Los Beatles publicaron hace 50 años ‘Sgt. Pepper’, un disco imprescindible que pateó el tablero y musicalizó el cambio del mundo.

/ 4 de junio de 2017 / 04:00

El jueves se cumplirá exactamente medio siglo de que —el 1 de junio de 1967— los Beatles lanzaron su octavo disco. Tenía un título tan largo como su proyección en el tiempo: Sgt. Pepper’s Lonely Hearts Club Band. El cuarteto sabía, o al menos intuía, sus posibilidades y por eso no se escatimaron costos para su grabación, presentación y lanzamiento. Lo que no sabían es que ese disco viviría mucho más que sus autores y que iba a crear el rock.

Antes del Sgt. Pepper el rock era un conjunto de tendencias sin unidad. Por un lado la revoltosa herencia del rock n roll de los 50, que había dejado ídolos como Elvis Presley, Litlle Richard y Chuck Berry antes de caer en desgracia. También era la invasión británica que había llegado precisamente con los Beatles, los Rolling Stones, Animals, Hollies y otros grupos. Estaba el sonido gringo a partir de la inserción de Bob Dylan en el sonido electrónico y el pop surf sicodélico de los Beach Boys. Y ya entonces habían surgido las innovaciones sonoras inclasificables de Doors y Cream, Jimi Hendrix y Pink Floyd.

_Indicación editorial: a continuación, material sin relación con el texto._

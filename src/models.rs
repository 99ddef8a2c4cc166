use chrono::{DateTime, Utc};
use serde_json::Value;

/// Canonical event record, independent of which backend produced it.
#[derive(Debug, Clone, Default, PartialEq)]
pub struct Event {
    pub id: Option<String>,
    pub title: String,
    pub provider: String,
    pub summary: String,
    pub description: String,
    pub price_amount: Option<f64>,
    pub active_time_range_lower: Option<DateTime<Utc>>,
    pub active_time_range_upper: Option<DateTime<Utc>>,
    pub raw_html: Option<String>,
    pub url: Option<String>,
}

impl Event {
    /// A record only counts as extracted once the backend has assigned it an id.
    pub fn has_id(&self) -> bool {
        self.id.as_deref().is_some_and(|id| !id.trim().is_empty())
    }
}

/// Values collected from the form, ready to be encoded by an adapter.
///
/// `price_amount` may be NaN when the user typed something non-numeric.
#[derive(Debug, Clone, Default)]
pub struct EventDraft {
    pub id: Option<String>,
    pub title: String,
    pub provider: String,
    pub summary: String,
    pub description: String,
    pub price_amount: f64,
    pub active_time_range_lower: Option<DateTime<Utc>>,
    pub active_time_range_upper: Option<DateTime<Utc>>,
}

pub(crate) fn id_from_value(value: Option<&Value>) -> Option<String> {
    match value? {
        Value::String(s) if !s.trim().is_empty() => Some(s.clone()),
        Value::Number(n) => Some(n.to_string()),
        _ => None,
    }
}

pub(crate) fn number_from_value(value: Option<&Value>) -> Option<f64> {
    match value? {
        Value::Number(n) => n.as_f64(),
        Value::String(s) => s.trim().parse::<f64>().ok(),
        _ => None,
    }
}
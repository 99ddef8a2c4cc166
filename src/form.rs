use tracing::warn;

use crate::models::{Event, EventDraft};
use crate::timestamps::TimestampCodec;

/// Editable fields of the popup form, by their UI names.
#[derive(Debug, Clone, Copy, PartialEq, Eq)]
pub enum Field {
    Title,
    Provider,
    Summary,
    PriceAmount,
    ActiveTimeRangeLower,
    ActiveTimeRangeUpper,
    Description,
    Id,
}

impl Field {
    pub const ALL: [Field; 8] = [
        Field::Title,
        Field::Provider,
        Field::Summary,
        Field::PriceAmount,
        Field::ActiveTimeRangeLower,
        Field::ActiveTimeRangeUpper,
        Field::Description,
        Field::Id,
    ];

    pub fn name(self) -> &'static str {
        match self {
            Field::Title => "title",
            Field::Provider => "provider",
            Field::Summary => "summary",
            Field::PriceAmount => "priceAmount",
            Field::ActiveTimeRangeLower => "activeTimeRangeLower",
            Field::ActiveTimeRangeUpper => "activeTimeRangeUpper",
            Field::Description => "description",
            Field::Id => "id",
        }
    }

    pub fn from_name(name: &str) -> Option<Self> {
        Self::ALL.into_iter().find(|field| field.name() == name)
    }
}

/// Raw field values exactly as the user sees them.
#[derive(Debug, Clone, Default, PartialEq, Eq)]
pub struct FormState {
    pub title: String,
    pub provider: String,
    pub summary: String,
    pub price_amount: String,
    pub active_time_range_lower: String,
    pub active_time_range_upper: String,
    pub description: String,
    pub id: String,
}

impl FormState {
    pub fn render(event: &Event, codec: &TimestampCodec) -> Self {
        Self {
            title: event.title.clone(),
            provider: event.provider.clone(),
            summary: event.summary.clone(),
            price_amount: format_price(event.price_amount),
            active_time_range_lower: event
                .active_time_range_lower
                .map(|instant| codec.format_local(instant))
                .unwrap_or_default(),
            active_time_range_upper: event
                .active_time_range_upper
                .map(|instant| codec.format_local(instant))
                .unwrap_or_default(),
            description: event.description.clone(),
            id: event.id.clone().unwrap_or_default(),
        }
    }

    pub fn collect(&self, codec: &TimestampCodec) -> EventDraft {
        let price_amount = parse_price(&self.price_amount);
        if price_amount.is_nan() {
            warn!(input = %self.price_amount, "price is not a number");
        }
        let id = self.id.trim();
        EventDraft {
            id: (!id.is_empty()).then(|| id.to_string()),
            title: self.title.clone(),
            provider: self.provider.clone(),
            summary: self.summary.clone(),
            description: self.description.clone(),
            price_amount,
            active_time_range_lower: codec.parse_local(&self.active_time_range_lower),
            active_time_range_upper: codec.parse_local(&self.active_time_range_upper),
        }
    }

    pub fn get(&self, field: Field) -> &str {
        match field {
            Field::Title => &self.title,
            Field::Provider => &self.provider,
            Field::Summary => &self.summary,
            Field::PriceAmount => &self.price_amount,
            Field::ActiveTimeRangeLower => &self.active_time_range_lower,
            Field::ActiveTimeRangeUpper => &self.active_time_range_upper,
            Field::Description => &self.description,
            Field::Id => &self.id,
        }
    }

    pub fn set(&mut self, field: Field, value: impl Into<String>) {
        let slot = match field {
            Field::Title => &mut self.title,
            Field::Provider => &mut self.provider,
            Field::Summary => &mut self.summary,
            Field::PriceAmount => &mut self.price_amount,
            Field::ActiveTimeRangeLower => &mut self.active_time_range_lower,
            Field::ActiveTimeRangeUpper => &mut self.active_time_range_upper,
            Field::Description => &mut self.description,
            Field::Id => &mut self.id,
        };
        *slot = value.into();
    }
}

// Zero renders blank, same as an absent price.
fn format_price(price: Option<f64>) -> String {
    match price {
        Some(value) if value != 0.0 && !value.is_nan() => value.to_string(),
        _ => String::new(),
    }
}

// Blank input counts as zero; anything unparseable or non-finite is NaN.
fn parse_price(text: &str) -> f64 {
    let trimmed = text.trim();
    if trimmed.is_empty() {
        return 0.0;
    }
    trimmed
        .parse::<f64>()
        .ok()
        .filter(|value| value.is_finite())
        .unwrap_or(f64::NAN)
}

/// Which main region of the popup is showing.
#[derive(Debug, Clone, Copy, PartialEq, Eq)]
pub enum Region {
    Idle,
    Loading,
    Form,
}

#[derive(Debug, Clone, Copy, PartialEq, Eq)]
pub enum BannerKind {
    Advisory,
    Error,
    Success,
}

impl BannerKind {
    /// Background and text colours.
    pub fn palette(self) -> (&'static str, &'static str) {
        match self {
            BannerKind::Advisory => ("#fff3e0", "#e65100"),
            BannerKind::Error => ("#ffebee", "#c62828"),
            BannerKind::Success => ("#e8f5e9", "#2e7d32"),
        }
    }
}

#[derive(Debug, Clone, PartialEq, Eq)]
pub struct Banner {
    pub kind: BannerKind,
    pub text: String,
}

/// Owns the on-screen draft plus the loading/banner/form regions.
/// The banner overlays whichever region is showing.
#[derive(Debug, Clone)]
pub struct FormController {
    fields: FormState,
    region: Region,
    banner: Option<Banner>,
    codec: TimestampCodec,
}

impl FormController {
    pub fn new(codec: TimestampCodec) -> Self {
        Self {
            fields: FormState::default(),
            region: Region::Idle,
            banner: None,
            codec,
        }
    }

    pub fn fields(&self) -> &FormState {
        &self.fields
    }

    pub fn region(&self) -> Region {
        self.region
    }

    pub fn banner(&self) -> Option<&Banner> {
        self.banner.as_ref()
    }

    pub fn render(&mut self, event: &Event) {
        self.fields = FormState::render(event, &self.codec);
    }

    pub fn collect(&self) -> EventDraft {
        self.fields.collect(&self.codec)
    }

    pub fn reset(&mut self) {
        self.fields = FormState::default();
    }

    pub fn set_field(&mut self, field: Field, value: impl Into<String>) {
        self.fields.set(field, value);
    }

    pub fn show_loading(&mut self) {
        self.region = Region::Loading;
        self.banner = None;
    }

    pub fn show_form(&mut self) {
        self.region = Region::Form;
    }

    pub fn show_banner(&mut self, kind: BannerKind, text: impl Into<String>) {
        self.banner = Some(Banner {
            kind,
            text: text.into(),
        });
    }
}
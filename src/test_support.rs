use std::sync::{Arc, Mutex};

use anyhow::{anyhow, Result};
use async_trait::async_trait;
use tokio::sync::Notify;

use crate::host::{ActiveTab, BrowserHost};
use crate::models::{Event, EventDraft};
use crate::transport::{Extracted, TransportAdapter, TransportError};

type FetchFn = Box<dyn Fn() -> Extracted + Send + Sync>;
type SubmitFn = Box<dyn Fn(&EventDraft) -> Result<Event, TransportError> + Send + Sync>;

/// Adapter whose responses are produced by closures, recording every call.
pub(crate) struct ScriptedAdapter {
    fetch: FetchFn,
    submit: SubmitFn,
    gate: Option<Arc<Notify>>,
    fetch_calls: Mutex<Vec<(String, String)>>,
    submitted: Mutex<Vec<EventDraft>>,
}

impl Default for ScriptedAdapter {
    fn default() -> Self {
        Self {
            fetch: Box::new(|| Ok(None)),
            submit: Box::new(|draft| {
                Ok(Event {
                    id: draft.id.clone(),
                    title: draft.title.clone(),
                    ..Event::default()
                })
            }),
            gate: None,
            fetch_calls: Mutex::new(Vec::new()),
            submitted: Mutex::new(Vec::new()),
        }
    }
}

impl ScriptedAdapter {
    pub(crate) fn fetching(fetch: impl Fn() -> Extracted + Send + Sync + 'static) -> Self {
        Self {
            fetch: Box::new(fetch),
            ..Self::default()
        }
    }

    pub(crate) fn submitting(
        mut self,
        submit: impl Fn(&EventDraft) -> Result<Event, TransportError> + Send + Sync + 'static,
    ) -> Self {
        self.submit = Box::new(submit);
        self
    }

    /// Holds every fetch until the gate is notified.
    pub(crate) fn gated(mut self, gate: Arc<Notify>) -> Self {
        self.gate = Some(gate);
        self
    }

    pub(crate) fn fetch_calls(&self) -> Vec<(String, String)> {
        self.fetch_calls.lock().unwrap().clone()
    }

    pub(crate) fn submitted(&self) -> Vec<EventDraft> {
        self.submitted.lock().unwrap().clone()
    }
}

#[async_trait]
impl TransportAdapter for ScriptedAdapter {
    fn kind(&self) -> &'static str {
        "scripted"
    }

    async fn fetch_extracted_event(&self, html: &str, url: &str) -> Extracted {
        self.fetch_calls
            .lock()
            .unwrap()
            .push((html.to_string(), url.to_string()));
        if let Some(gate) = &self.gate {
            gate.notified().await;
        }
        (self.fetch)()
    }

    async fn submit_event(&self, draft: &EventDraft) -> Result<Event, TransportError> {
        self.submitted.lock().unwrap().push(draft.clone());
        (self.submit)(draft)
    }
}

pub(crate) struct FailingHost {
    message: String,
}

impl FailingHost {
    pub(crate) fn new(message: impl Into<String>) -> Self {
        Self {
            message: message.into(),
        }
    }
}

#[async_trait]
impl BrowserHost for FailingHost {
    async fn active_tab(&self) -> Result<ActiveTab> {
        Err(anyhow!("{}", self.message))
    }

    async fn capture_html(&self, _tab: &ActiveTab) -> Result<String> {
        Err(anyhow!("{}", self.message))
    }
}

El Sgt. Pepper fue el pináculo de esta transformación: bebiendo de todas las nombradas sonoridades se convirtió en el aglutinador del rock. A partir de entonces nació un género musical nuevo y distinto, dejó de ser rock n roll, dejó de ser beat y sobre todo dejó de ser una moda juvenil pasajera.

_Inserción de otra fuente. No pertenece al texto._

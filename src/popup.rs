use std::sync::atomic::{AtomicBool, Ordering};
use std::sync::Arc;

use tracing::{info, warn};

use crate::config::PopupConfig;
use crate::form::Field;
use crate::host::BrowserHost;
use crate::models::Event;
use crate::settings::{PopupSettings, SettingsBackend, SettingsError};
use crate::timestamps::TimestampCodec;
use crate::transport::{self, TransportAdapter};
use crate::workflow::{ExtractionState, Workflow, WorkflowError};

/// One open popup: the persisted preference plus the extraction workflow.
pub struct Popup {
    workflow: Workflow,
    settings: Arc<dyn SettingsBackend>,
    auto_extract: AtomicBool,
}

impl Popup {
    /// Reads the preference without triggering anything.
    pub async fn load(
        host: Arc<dyn BrowserHost>,
        adapter: Arc<dyn TransportAdapter>,
        settings: Arc<dyn SettingsBackend>,
        codec: TimestampCodec,
    ) -> Self {
        let preference = match settings.load().await {
            Ok(preference) => preference,
            Err(err) => {
                warn!(%err, "failed to load popup settings, using defaults");
                PopupSettings::default()
            }
        };
        Self {
            workflow: Workflow::new(host, adapter, codec),
            settings,
            auto_extract: AtomicBool::new(preference.auto_extract),
        }
    }

    /// Loads the preference and, when auto-extract is on, runs extraction
    /// before returning.
    pub async fn open(
        host: Arc<dyn BrowserHost>,
        adapter: Arc<dyn TransportAdapter>,
        settings: Arc<dyn SettingsBackend>,
        codec: TimestampCodec,
    ) -> Self {
        let popup = Self::load(host, adapter, settings, codec).await;
        if let Some(Err(err)) = popup.auto_extract_if_enabled().await {
            warn!(%err, "auto-extract skipped");
        }
        popup
    }

    pub async fn from_config(
        config: &PopupConfig,
        host: Arc<dyn BrowserHost>,
        settings: Arc<dyn SettingsBackend>,
    ) -> Self {
        let adapter = transport::connect(&config.backend);
        info!(adapter = adapter.kind(), "popup opening");
        Self::open(host, adapter, settings, config.codec()).await
    }

    pub async fn auto_extract_if_enabled(
        &self,
    ) -> Option<Result<ExtractionState, WorkflowError>> {
        if !self.auto_extract() {
            return None;
        }
        info!("auto-extract enabled");
        Some(self.workflow.extract().await)
    }

    pub fn auto_extract(&self) -> bool {
        self.auto_extract.load(Ordering::SeqCst)
    }

    /// Toggle handler. The in-memory value follows the toggle even if the
    /// write fails.
    pub async fn set_auto_extract(&self, enabled: bool) -> Result<(), SettingsError> {
        self.auto_extract.store(enabled, Ordering::SeqCst);
        self.settings
            .save(&PopupSettings {
                auto_extract: enabled,
            })
            .await
    }

    pub async fn extract(&self) -> Result<ExtractionState, WorkflowError> {
        self.workflow.extract().await
    }

    pub async fn submit(&self) -> Result<Event, WorkflowError> {
        self.workflow.submit().await
    }

    pub fn set_field(&self, field: Field, value: impl Into<String>) {
        self.workflow.set_field(field, value);
    }

    pub fn workflow(&self) -> &Workflow {
        &self.workflow
    }
}
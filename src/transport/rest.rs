use async_trait::async_trait;
use reqwest::{Client, StatusCode};
use serde::{Deserialize, Serialize};
use serde_json::Value;
use tracing::debug;

use super::{finite, truncate_html, Extracted, TransportAdapter, TransportError};
use crate::models::{id_from_value, number_from_value, Event, EventDraft};
use crate::timestamps::{WireFormat, WireTimestamp};

pub const DEFAULT_ENDPOINT: &str = "https://67e13a6b58cc6bf78524e238.mockapi.io/api/v1/Event";
pub const DEFAULT_HTML_LIMIT: usize = 200;

/// Plain JSON CRUD backend: `POST` creates a record from page markup,
/// `PUT` writes the edited draft back.
pub struct RestAdapter {
    endpoint: String,
    html_limit: Option<usize>,
    client: Client,
}

#[derive(Debug, Serialize)]
#[serde(rename_all = "camelCase")]
struct CreateRequest<'a> {
    raw_html: &'a str,
    url: &'a str,
}

#[derive(Debug, Serialize)]
#[serde(rename_all = "camelCase")]
struct UpdateRequest<'a> {
    title: &'a str,
    provider: &'a str,
    summary: &'a str,
    price_amount: Option<f64>,
    active_time_range_lower: Option<WireTimestamp>,
    active_time_range_upper: Option<WireTimestamp>,
    description: &'a str,
}

#[derive(Debug, Default, Deserialize)]
#[serde(rename_all = "camelCase", default)]
struct RestEvent {
    id: Option<Value>,
    title: Option<String>,
    provider: Option<String>,
    summary: Option<String>,
    description: Option<String>,
    price_amount: Option<Value>,
    active_time_range_lower: Option<Value>,
    active_time_range_upper: Option<Value>,
    raw_html: Option<String>,
    url: Option<String>,
}

impl RestEvent {
    fn into_event(self) -> Event {
        let instant = |value: Option<Value>| {
            value
                .as_ref()
                .and_then(WireTimestamp::from_value)
                .and_then(|wire| wire.to_instant())
        };
        Event {
            id: id_from_value(self.id.as_ref()),
            title: self.title.unwrap_or_default(),
            provider: self.provider.unwrap_or_default(),
            summary: self.summary.unwrap_or_default(),
            description: self.description.unwrap_or_default(),
            price_amount: number_from_value(self.price_amount.as_ref()),
            active_time_range_lower: instant(self.active_time_range_lower),
            active_time_range_upper: instant(self.active_time_range_upper),
            raw_html: self.raw_html,
            url: self.url,
        }
    }
}

impl RestAdapter {
    pub fn new(endpoint: impl Into<String>, html_limit: Option<usize>) -> Self {
        Self {
            endpoint: endpoint.into(),
            html_limit,
            client: Client::new(),
        }
    }

    async fn send(
        &self,
        request: reqwest::RequestBuilder,
    ) -> Result<(StatusCode, String), TransportError> {
        let response = request.send().await?;
        let status = response.status();
        let body = response.text().await?;
        debug!(endpoint = %self.endpoint, %status, bytes = body.len(), "rest response");
        Ok((status, body))
    }
}

#[async_trait]
impl TransportAdapter for RestAdapter {
    fn kind(&self) -> &'static str {
        "rest"
    }

    async fn fetch_extracted_event(&self, html: &str, url: &str) -> Extracted {
        let payload = CreateRequest {
            raw_html: truncate_html(html, self.html_limit),
            url,
        };
        let (status, body) = self
            .send(self.client.post(&self.endpoint).json(&payload))
            .await?;
        interpret_fetch(status, &body)
    }

    async fn submit_event(&self, draft: &EventDraft) -> Result<Event, TransportError> {
        let payload = update_payload(draft);
        let (status, body) = self
            .send(self.client.put(&self.endpoint).json(&payload))
            .await?;
        interpret_submit(status, &body)
    }
}

fn update_payload(draft: &EventDraft) -> UpdateRequest<'_> {
    let wire = |instant| WireTimestamp::encode(instant, WireFormat::UnixSeconds);
    UpdateRequest {
        title: &draft.title,
        provider: &draft.provider,
        summary: &draft.summary,
        price_amount: finite(draft.price_amount),
        active_time_range_lower: draft.active_time_range_lower.map(wire),
        active_time_range_upper: draft.active_time_range_upper.map(wire),
        description: &draft.description,
    }
}

fn parse_body(status: StatusCode, body: &str) -> Result<Option<RestEvent>, TransportError> {
    if !status.is_success() {
        return Err(TransportError::Status(status.as_u16()));
    }
    let value: Value = serde_json::from_str(body)?;
    match value {
        Value::Object(_) => Ok(Some(serde_json::from_value(value)?)),
        _ => Ok(None),
    }
}

/// A body without an `id` means the server found nothing worth recording.
pub fn interpret_fetch(status: StatusCode, body: &str) -> Extracted {
    Ok(parse_body(status, body)?
        .map(RestEvent::into_event)
        .filter(Event::has_id))
}

pub fn interpret_submit(status: StatusCode, body: &str) -> Result<Event, TransportError> {
    parse_body(status, body)?
        .map(RestEvent::into_event)
        .ok_or(TransportError::MissingEvent)
}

Pero no solo era la música. En ese turbulento 1967 el mundo vivía con el protagonismo de la juventud una de sus transformaciones más nítidas, en la política, en el arte y la cotidianidad. Se tradujo en su movilización contra la guerra de Vietnam y la ilusión de una nueva sociedad a través del hippismo. El Che Guevara ya estaba en Bolivia, también las manifestaciones universitarias y las de la liberación femenina.

Los Beatles le pusieron música e imagen a esa época y Sgt. Pepper fue un parte aguas que definió lo que habría de continuar y lo que se quedaría allí. Y se quedaron Los Herman Hermits, Los Monkees, incluso los grupos de Liverpool como Gerry & The Peacemakers y un centenar de bandas que habían colocado una canción en el ranking.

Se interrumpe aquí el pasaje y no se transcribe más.